Global equities have had a positive start to 2023, despite uncertainty regarding the impact on the economy from aggressive monetary policy targeting high inflation. Last week, markets reacted well to US inflation numbers, with a decline in the headline CPI, though uncertainty over the Fed reaction function remains. The Q4 earnings season started with mixed releases from Financials. In Europe, German 2022 GDP growth was better than expected, indicative of a softer impact of higher energy costs on industries.

YTD EM equities have outperformed at +7.7%, with DM a little behind at +5.2%. EM performance has largely been driven by MSCI China +12% in the first 2 weeks of 2022. India and the GCC are in positive territory, returning +1 to 2%. We are currently overweight Emerging market and underweight Developed market equities. DM equities barring Japan had a very positive week. The S&P 500 gained 2.7%, the Nasdaq 4.8%, last week, led higher by consumer discretionaries, technology and materials. Treasury yields settling down (trending lower) and a weaker USD helped these sectors with large overseas revenue. The UK FTSE 100, with a higher composition of strong dividend payers from financial to energy companies, continues to outperform, though economic growth estimates have been severely revised down.

Worries about an earnings recession in the developed economies has grown, hence guidance is being watched closely. The Q4 earnings season in the US began last week with the big banks, amongst others Bank of America and JPMorgan posting significant increases in revenue, though making high provisions for loan losses, while Citigroup fell short of earnings forecasts. Net interest income rose for the banks on the back of higher rates, while investment banking income fell on lower M&A. Consumers continued to spend on credit cards, though mortgage originations fell sharply. Banks are being watched as bellwethers of the health of the economy, with consumer demand reflected in credit card spend, as well as loans for autos and homes. Blackrock saw a reduction in AUM from a year before. In the healthcare sector UnitedHealth Group beat forecasts and reaffirmed its guidance.
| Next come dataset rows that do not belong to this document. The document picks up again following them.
// Copyright (C) 2016-2018 ERGO-Code
// Copyright (C) 2022-2023 Richard Lincoln

#![allow(dead_code)]

use basis_lu::ColumnMatrix;
use rand::rngs::StdRng;
use rand::seq::SliceRandom;
use rand::Rng;

/// Dense column of length `m` with a dominant entry in row `diag` and up to
/// `offdiag` entries in [-1, 1) elsewhere.
pub fn dominant_column(rng: &mut StdRng, m: usize, diag: usize, offdiag: usize) -> Vec<f64> {
    let mut col = vec![0.0; m];
    for _ in 0..offdiag {
        let i = rng.gen_range(0..m);
        if i != diag {
            col[i] = rng.gen_range(-1.0..1.0);
        }
    }
    col[diag] = (offdiag as f64 + 2.0) * if rng.gen_bool(0.5) { -1.0 } else { 1.0 };
    col
}

/// Basis columns by position, together with the basis as a constraint
/// matrix whose column `k` is position `k`.
pub struct DenseBasis {
    pub m: usize,
    pub columns: Vec<Vec<f64>>,
}

impl DenseBasis {
    /// Column-diagonally dominant basis with the dominant rows shuffled.
    pub fn random(rng: &mut StdRng, m: usize, offdiag: usize) -> Self {
        let mut rows: Vec<usize> = (0..m).collect();
        rows.shuffle(rng);
        let columns = rows
            .iter()
            .map(|&r| dominant_column(rng, m, r, offdiag))
            .collect();
        DenseBasis { m, columns }
    }

    pub fn matrix(&self) -> ColumnMatrix {
        let mut triplets = Vec::new();
        for (k, col) in self.columns.iter().enumerate() {
            for (i, &x) in col.iter().enumerate() {
                if x != 0.0 {
                    triplets.push((i, k, x));
                }
            }
        }
        ColumnMatrix::from_triplets(self.m, self.m, &triplets).unwrap()
    }

    /// Identity basis over `matrix()`.
    pub fn sequence(&self) -> Vec<usize> {
        (0..self.m).collect()
    }

    /// `B x`, indexed by row.
    pub fn times(&self, x: &[f64]) -> Vec<f64> {
        let mut b = vec![0.0; self.m];
        for (col, &xk) in self.columns.iter().zip(x) {
            for (bi, &a) in b.iter_mut().zip(col) {
                *bi += a * xk;
            }
        }
        b
    }

    /// `B'y`, indexed by basis position.
    pub fn transpose_times(&self, y: &[f64]) -> Vec<f64> {
        self.columns
            .iter()
            .map(|col| col.iter().zip(y).map(|(a, b)| a * b).sum())
            .collect()
    }
}

/// Uniform entries in [-1, 1).
pub fn random_vector(rng: &mut StdRng, m: usize) -> Vec<f64> {
    (0..m).map(|_| rng.gen_range(-1.0..1.0)).collect()
}

pub fn max_diff(a: &[f64], b: &[f64]) -> f64 {
    a.iter()
        .zip(b)
        .map(|(x, y)| (x - y).abs())
        .fold(0.0, f64::max)
}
European equities have outperformed recently on cooling energy prices and high exposure to the China’s reopening. China is Europe’s biggest trading partner and the easing of strict zero-Covid policies has lifted luxury goods groups, such as LVMH which is trading at a record high gaining +14% YTD, also much in the news for appointing new top management. Luxury good makers have seen a pickup in sales as more tourists visit Europe and China stores reopen. European equities have since the 2008 financial crisis lagged the US, which benefited from the high growth and increasing share of technology companies and record-low interest rates. With the recent rise in rates the value factor has come to the fore. However, with the ECB focused on fighting inflation, and raising rates even as economic growth slows, borrowing costs of European companies will rise along with the slowing of consumer demand.